* WORK ORDER *
Your task is to write out all of the records once more, exactly.

* Saved entries *
----------------
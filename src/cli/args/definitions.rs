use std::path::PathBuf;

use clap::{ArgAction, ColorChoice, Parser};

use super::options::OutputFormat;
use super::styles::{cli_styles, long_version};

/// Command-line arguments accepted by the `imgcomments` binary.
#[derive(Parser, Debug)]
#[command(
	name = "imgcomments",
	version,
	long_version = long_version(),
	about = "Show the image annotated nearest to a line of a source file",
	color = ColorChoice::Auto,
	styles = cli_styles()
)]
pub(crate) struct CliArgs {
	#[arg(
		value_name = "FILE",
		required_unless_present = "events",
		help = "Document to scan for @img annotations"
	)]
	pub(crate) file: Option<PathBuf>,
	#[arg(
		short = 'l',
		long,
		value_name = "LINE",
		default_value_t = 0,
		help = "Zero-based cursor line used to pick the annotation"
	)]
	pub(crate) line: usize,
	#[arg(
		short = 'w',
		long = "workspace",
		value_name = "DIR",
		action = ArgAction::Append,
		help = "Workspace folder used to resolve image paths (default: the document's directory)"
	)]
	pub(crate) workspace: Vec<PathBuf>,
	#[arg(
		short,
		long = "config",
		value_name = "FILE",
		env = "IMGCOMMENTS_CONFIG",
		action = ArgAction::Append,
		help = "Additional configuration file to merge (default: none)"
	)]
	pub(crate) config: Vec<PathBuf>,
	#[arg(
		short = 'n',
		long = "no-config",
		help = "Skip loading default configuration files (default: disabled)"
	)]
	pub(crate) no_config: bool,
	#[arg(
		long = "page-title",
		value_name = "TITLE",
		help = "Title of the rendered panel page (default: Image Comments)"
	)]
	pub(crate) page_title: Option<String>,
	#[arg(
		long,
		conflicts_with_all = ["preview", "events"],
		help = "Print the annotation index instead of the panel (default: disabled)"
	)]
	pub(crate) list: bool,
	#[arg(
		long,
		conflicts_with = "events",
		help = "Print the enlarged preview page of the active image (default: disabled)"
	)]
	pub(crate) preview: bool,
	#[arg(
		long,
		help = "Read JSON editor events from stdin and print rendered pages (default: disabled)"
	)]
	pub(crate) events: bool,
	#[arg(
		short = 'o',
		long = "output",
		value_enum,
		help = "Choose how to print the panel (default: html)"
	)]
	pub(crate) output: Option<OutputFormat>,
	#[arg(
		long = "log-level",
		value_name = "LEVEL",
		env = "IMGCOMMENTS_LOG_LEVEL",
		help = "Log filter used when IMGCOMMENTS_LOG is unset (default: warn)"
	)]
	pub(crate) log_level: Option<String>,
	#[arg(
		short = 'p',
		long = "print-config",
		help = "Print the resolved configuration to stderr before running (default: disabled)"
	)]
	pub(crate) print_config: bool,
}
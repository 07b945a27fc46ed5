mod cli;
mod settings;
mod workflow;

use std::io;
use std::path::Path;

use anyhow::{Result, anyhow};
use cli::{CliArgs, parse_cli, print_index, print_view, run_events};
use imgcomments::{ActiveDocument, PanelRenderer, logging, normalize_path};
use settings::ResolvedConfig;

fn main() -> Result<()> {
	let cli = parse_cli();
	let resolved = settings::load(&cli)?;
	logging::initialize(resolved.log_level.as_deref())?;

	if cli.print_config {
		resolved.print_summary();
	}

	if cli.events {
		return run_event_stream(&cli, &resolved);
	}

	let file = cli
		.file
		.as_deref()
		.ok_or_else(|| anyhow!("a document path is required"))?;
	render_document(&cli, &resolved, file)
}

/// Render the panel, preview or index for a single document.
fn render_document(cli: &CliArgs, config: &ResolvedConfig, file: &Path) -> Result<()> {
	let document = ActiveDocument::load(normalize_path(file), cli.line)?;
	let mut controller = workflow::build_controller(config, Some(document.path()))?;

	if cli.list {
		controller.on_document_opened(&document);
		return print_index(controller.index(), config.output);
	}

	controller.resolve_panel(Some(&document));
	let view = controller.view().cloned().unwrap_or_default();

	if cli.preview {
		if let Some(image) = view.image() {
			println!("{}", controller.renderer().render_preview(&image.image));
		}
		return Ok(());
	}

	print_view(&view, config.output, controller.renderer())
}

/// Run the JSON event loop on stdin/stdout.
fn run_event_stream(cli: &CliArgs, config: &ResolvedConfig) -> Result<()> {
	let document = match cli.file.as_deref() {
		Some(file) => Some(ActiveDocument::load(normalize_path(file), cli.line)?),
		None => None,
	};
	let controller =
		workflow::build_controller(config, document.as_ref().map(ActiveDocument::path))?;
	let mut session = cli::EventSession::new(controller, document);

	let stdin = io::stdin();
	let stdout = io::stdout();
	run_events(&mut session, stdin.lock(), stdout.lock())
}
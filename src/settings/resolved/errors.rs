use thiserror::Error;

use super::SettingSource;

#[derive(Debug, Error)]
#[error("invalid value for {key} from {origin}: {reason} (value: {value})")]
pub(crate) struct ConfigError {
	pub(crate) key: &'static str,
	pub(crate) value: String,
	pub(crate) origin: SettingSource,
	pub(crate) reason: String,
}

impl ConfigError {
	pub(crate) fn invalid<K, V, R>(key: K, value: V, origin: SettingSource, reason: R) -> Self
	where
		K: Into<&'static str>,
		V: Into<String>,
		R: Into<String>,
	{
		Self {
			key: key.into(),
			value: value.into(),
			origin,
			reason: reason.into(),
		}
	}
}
----------------
* RESPONSE *
filename src/cli/args/definitions.rs
use std::path::PathBuf;

use clap::{ArgAction, ColorChoice, Parser};

use super::options::OutputFormat;
use super::styles::{cli_styles, long_version};

/// Command-line arguments accepted by the `imgcomments` binary.
#[derive(Parser, Debug)]
#[command(
	name = "imgcomments",
	version,
	long_version = long_version(),
	about = "Show the image annotated nearest to a line of a source file",
	color = ColorChoice::Auto,
	styles = cli_styles()
)]
pub(crate) struct CliArgs {
	#[arg(
		value_name = "FILE",
		required_unless_present = "events",
		help = "Document to scan for @img annotations"
	)]
	pub(crate) file: Option<PathBuf>,
	#[arg(
		short = 'l',
		long,
		value_name = "LINE",
		default_value_t = 0,
		help = "Zero-based cursor line used to pick the annotation"
	)]
	pub(crate) line: usize,
	#[arg(
		short = 'w',
		long = "workspace",
		value_name = "DIR",
		action = ArgAction::Append,
		help = "Workspace folder used to resolve image paths (default: the document's directory)"
	)]
	pub(crate) workspace: Vec<PathBuf>,
	#[arg(
		short,
		long = "config",
		value_name = "FILE",
		env = "IMGCOMMENTS_CONFIG",
		action = ArgAction::Append,
		help = "Additional configuration file to merge (default: none)"
	)]
	pub(crate) config: Vec<PathBuf>,
	#[arg(
		short = 'n',
		long = "no-config",
		help = "Skip loading default configuration files (default: disabled)"
	)]
	pub(crate) no_config: bool,
	#[arg(
		long = "page-title",
		value_name = "TITLE",
		help = "Title of the rendered panel page (default: Image Comments)"
	)]
	pub(crate) page_title: Option<String>,
	#[arg(
		long,
		conflicts_with_all = ["preview", "events"],
		help = "Print the annotation index instead of the panel (default: disabled)"
	)]
	pub(crate) list: bool,
	#[arg(
		long,
		conflicts_with = "events",
		help = "Print the enlarged preview page of the active image (default: disabled)"
	)]
	pub(crate) preview: bool,
	#[arg(
		long,
		help = "Read JSON editor events from stdin and print rendered pages (default: disabled)"
	)]
	pub(crate) events: bool,
	#[arg(
		short = 'o',
		long = "output",
		value_enum,
		help = "Choose how to print the panel (default: html)"
	)]
	pub(crate) output: Option<OutputFormat>,
	#[arg(
		long = "log-level",
		value_name = "LEVEL",
		env = "IMGCOMMENTS_LOG_LEVEL",
		help = "Log filter used when IMGCOMMENTS_LOG is unset (default: warn)"
	)]
	pub(crate) log_level: Option<String>,
	#[arg(
		short = 'p',
		long = "print-config",
		help = "Print the resolved configuration to stderr before running (default: disabled)"
	)]
	pub(crate) print_config: bool,
}
repository 07b945a27fc46ed5
mod cli;
mod settings;
mod workflow;

use std::io;
use std::path::Path;

use anyhow::{Result, anyhow};
use cli::{CliArgs, parse_cli, print_index, print_view, run_events};
use imgcomments::{ActiveDocument, PanelRenderer, logging, normalize_path};
use settings::ResolvedConfig;

fn main() -> Result<()> {
	let cli = parse_cli();
	let resolved = settings::load(&cli)?;
	logging::initialize(resolved.log_level.as_deref())?;

	if cli.print_config {
		resolved.print_summary();
	}

	if cli.events {
		return run_event_stream(&cli, &resolved);
	}

	let file = cli
		.file
		.as_deref()
		.ok_or_else(|| anyhow!("a document path is required"))?;
	render_document(&cli, &resolved, file)
}

/// Render the panel, preview or index for a single document.
fn render_document(cli: &CliArgs, config: &ResolvedConfig, file: &Path) -> Result<()> {
	let document = ActiveDocument::load(normalize_path(file), cli.line)?;
	let mut controller = workflow::build_controller(config, Some(document.path()))?;

	if cli.list {
		controller.on_document_opened(&document);
		return print_index(controller.index(), config.output);
	}

	controller.resolve_panel(Some(&document));
	let view = controller.view().cloned().unwrap_or_default();

	if cli.preview {
		if let Some(image) = view.image() {
			println!("{}", controller.renderer().render_preview(&image.image));
		}
		return Ok(());
	}

	print_view(&view, config.output, controller.renderer())
}

/// Run the JSON event loop on stdin/stdout.
fn run_event_stream(cli: &CliArgs, config: &ResolvedConfig) -> Result<()> {
	let document = match cli.file.as_deref() {
		Some(file) => Some(ActiveDocument::load(normalize_path(file), cli.line)?),
		None => None,
	};
	let controller =
		workflow::build_controller(config, document.as_ref().map(ActiveDocument::path))?;
	let mut session = cli::EventSession::new(controller, document);

	let stdin = io::stdin();
	let stdout = io::stdout();
	run_events(&mut session, stdin.lock(), stdout.lock())
}
filename src/settings/resolved/errors.rs
use thiserror::Error;

use super::SettingSource;

#[derive(Debug, Error)]
#[error("invalid value for {key} from {origin}: {reason} (value: {value})")]
pub(crate) struct ConfigError {
	pub(crate) key: &'static str,
	pub(crate) value: String,
	pub(crate) origin: SettingSource,
	pub(crate) reason: String,
}

impl ConfigError {
	pub(crate) fn invalid<K, V, R>(key: K, value: V, origin: SettingSource, reason: R) -> Self
	where
		K: Into<&'static str>,
		V: Into<String>,
		R: Into<String>,
	{
		Self {
			key: key.into(),
			value: value.into(),
			origin,
			reason: reason.into(),
		}
	}
}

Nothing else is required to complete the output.